DPCM 22 Marzo 2020

A volte, si ha l’impressione che sia tutto solo un brutto incubo, e che improvvisamente ci si possa svegliare nella nostra vecchia e noiosa vita di tutti i giorni…
Eccoci a commentare il quinto Decreto del Presidente del Consiglio dei Ministri in poco più di due settimane, oltre a due decreti-legge e a innumerevoli circolari, ordinanze e linee guida: DPCM 22 marzo 2020 - Ulteriori disposizioni attuative del decreto-legge 23 febbraio 2020, n. 6, recante misure urgenti in materia di contenimento e gestione dell'emergenza epidemiologica da COVID-19, applicabili sull'intero territorio nazionale.
In buona sostanza, per quanto d’interessa, il provvedimento sospende, fino al 03 aprile prossimo, le attività produttive non essenziali e non strategiche, a eccezione delle attività indicate nell’Allegato I al decreto. E qui si può già notare come l’elenco delle attività che possono proseguire nella produzione è veramente molto lungo. Ciò dipende sicuramente dall’estrema interdipendenza dei vari comparti produttivi, ma anche, probabilmente, da scelte di natura politica.
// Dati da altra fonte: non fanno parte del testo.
//! Collaborator interfaces
//!
//! The engine never talks to nodes directly. Sends, distributed locks,
//! metadata calls and repairs go through these traits so a real transport
//! or the in-memory [`crate::sim`] cluster can be plugged in.

use async_trait::async_trait;
use std::sync::Arc;

use crate::error::StripesetResult;
use crate::mask::NodeMask;
use crate::types::{
    Credentials, FetchedAttr, HealReport, HealRequest, LockTarget, NodeOutcome, NodeRequest,
    ObjectRef, SizeVersionDelta,
};

/// Per-node request transport
///
/// Must deliver exactly one outcome per request. Timeouts surface as
/// `NodeErrno::NotConnected`.
#[async_trait]
pub trait Transport: Send + Sync {
    async fn send(&self, node: usize, request: NodeRequest) -> NodeOutcome;
}

/// Distributed lock primitives
#[async_trait]
pub trait LockService: Send + Sync {
    /// Acquire `target` on `nodes`, returning the nodes that granted it
    async fn acquire(&self, nodes: NodeMask, target: &LockTarget) -> StripesetResult<NodeMask>;

    /// Release `target` on `nodes`, returning the nodes that released it
    async fn release(&self, nodes: NodeMask, target: &LockTarget) -> StripesetResult<NodeMask>;
}

/// Object metadata calls used for version/size tracking
#[async_trait]
pub trait MetadataService: Send + Sync {
    /// Fetch size and version agreed by at least `minimum` of `nodes`
    async fn fetch(
        &self,
        nodes: NodeMask,
        minimum: u32,
        object: &ObjectRef,
        creds: Credentials,
    ) -> StripesetResult<FetchedAttr>;

    /// Atomically add `delta` to the stored counters, returning the nodes
    /// that applied it
    async fn apply_delta(
        &self,
        nodes: NodeMask,
        minimum: u32,
        object: &ObjectRef,
        delta: SizeVersionDelta,
        creds: Credentials,
    ) -> StripesetResult<NodeMask>;
}

/// Repair trigger
#[async_trait]
pub trait Healer: Send + Sync {
    async fn heal(&self, request: HealRequest) -> StripesetResult<HealReport>;
}

/// Collaborators of one erasure set
#[derive(Clone)]
pub struct Backends {
    pub transport: Arc<dyn Transport>,
    pub locks: Arc<dyn LockService>,
    pub metadata: Arc<dyn MetadataService>,
    pub healer: Arc<dyn Healer>,
}

impl Backends {
    /// Use one object for every collaborator role
    pub fn shared<T>(backend: Arc<T>) -> Self
    where
        T: Transport + LockService + MetadataService + Healer + 'static,
    {
        Backends {
            transport: backend.clone(),
            locks: backend.clone(),
            metadata: backend.clone(),
            healer: backend,
        }
    }
}
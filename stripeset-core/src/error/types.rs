//! Core error types for Stripeset

use thiserror::Error;

use crate::mask::NodeMask;
use crate::types::NodeErrno;

/// Error type for erasure-set operations
///
/// Errors are `Clone` because one failure is delivered both to the caller
/// of the failing operation and to operations queued behind it on a lock.
#[derive(Error, Debug, Clone, PartialEq)]
pub enum StripesetError {
    // Node selection
    #[error("Insufficient nodes for request: have {available}, need {required} (eligible {eligible})")]
    QuorumInfeasible {
        available: u32,
        required: u32,
        eligible: NodeMask,
    },

    // Transport
    #[error("Nodes unreachable: {nodes}")]
    NodeUnreachable { nodes: NodeMask },

    // Locking
    #[error("Lock unavailable on '{target}': {reason}")]
    LockUnavailable { target: String, reason: String },

    // Voting
    #[error("No reply group reached quorum: {replies} replies in {groups} groups, minimum {minimum}")]
    ReconciliationFailure {
        replies: u32,
        groups: usize,
        minimum: u32,
    },

    #[error("Nodes agreed on failure: {errno}")]
    NodeFailure { errno: NodeErrno },

    // Version/size tracking
    #[error("Failed to fetch size and version of '{target}': {reason}")]
    MetadataFetchFailure { target: String, reason: String },

    // Configuration
    #[error("Configuration error in {component}: {message}")]
    Configuration { component: String, message: String },

    // Ambient
    #[error("IO error during {operation}: {message}")]
    Io { operation: String, message: String },

    #[error("Not initialized: {component}")]
    NotInitialized { component: String },

    #[error("Internal error: {message}")]
    Internal { message: String },
}

impl StripesetError {
    /// Errors that are handed to the next waiter of a lock the failing
    /// operation held.
    pub fn propagates_to_waiters(&self) -> bool {
        matches!(
            self,
            StripesetError::LockUnavailable { .. } | StripesetError::MetadataFetchFailure { .. }
        )
    }

    /// Node-level transport failure
    pub fn is_unreachable(&self) -> bool {
        matches!(self, StripesetError::NodeUnreachable { .. })
    }
}

pub type StripesetResult<T> = std::result::Result<T, StripesetError>;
Di conseguenza, le aziende che si riconoscono nei comparti del citato Allegato I possono proseguire normalmente nelle attività, beninteso mettendo in atto le necessarie misure di sicurezza e di protezione per prevenire il rischio di contagio da coronavirus (ovvero il famoso “Protocollo condiviso” di cui ci siamo già occupati ampiamente).
E qui apriamo una parentesi: il citato “Protocollo condiviso” era un provvedimento a carattere sostanzialmente volontario e non cogente, ma ora, essendo richiamato in modo “imperativo” dall’articolo 1 comma 3 del citato DPCM - “Le imprese le cui attività non sono sospese rispettano i contenuti del protocollo condiviso (…)” – parrebbe assumere un carattere cogente. Abbiamo detto “parrebbe” perché, per la verità, ci troviamo nel mezzo di un labirinto giuridico: un “protocollo” avente il carattere di “raccomandazione” ai sensi del DPCM 11 marzo può trasformarsi in un “protocollo cogente” per effetto del DPCM 22 marzo, che non ha però abrogato o modificato il precedente DPCM 11 marzo, e che anzi prevede (articolo 2 comma 1) che le prescrizioni del DPCM 22 marzo si applicano “cumulativamente” a quelle del DPCM 11 marzo? Comunque sia, raccomandiamo una sostanziale applicazione del citato “Protocollo condiviso”, in ogni caso da adattare alle specifiche realtà.
Tornando al DPCM 22 marzo 2020, le aziende non comprese nell’Allegato I, che devono quindi sospendere le attività, hanno però tempo fino al 25 marzo per organizzare la chiusura, spedire o ricevere materiali etc.
Una deroga riguarda le aziende con impianti “in continuo”, la cui chiusura comporti “grave pregiudizio all’impianto stesso” o pericolo d’incidente. In tal caso, l’azienda deve comunicare il mantenimento dell’attività produttiva al Prefetto.
Analogamente, possono proseguire le attività le aziende che, pur non comprese nell’Allegato I, “sono funzionali ad assicurare la continuità delle filiere delle attività di cui all’Allegato I”, sempre con contestuale comunicazione al Prefetto.
Si evidenzia inoltre che “Le attività professionali non sono sospese”, nel rispetto delle misure di sicurezza e di protezione per prevenire il rischio di contagio da coronavirus.
Il decreto precisa che le attività di cui all’Allegato I potrebbe essere soggetto a modifiche, e le roventi polemiche politiche e sindacali in atto non escludono di certo possibili variazioni.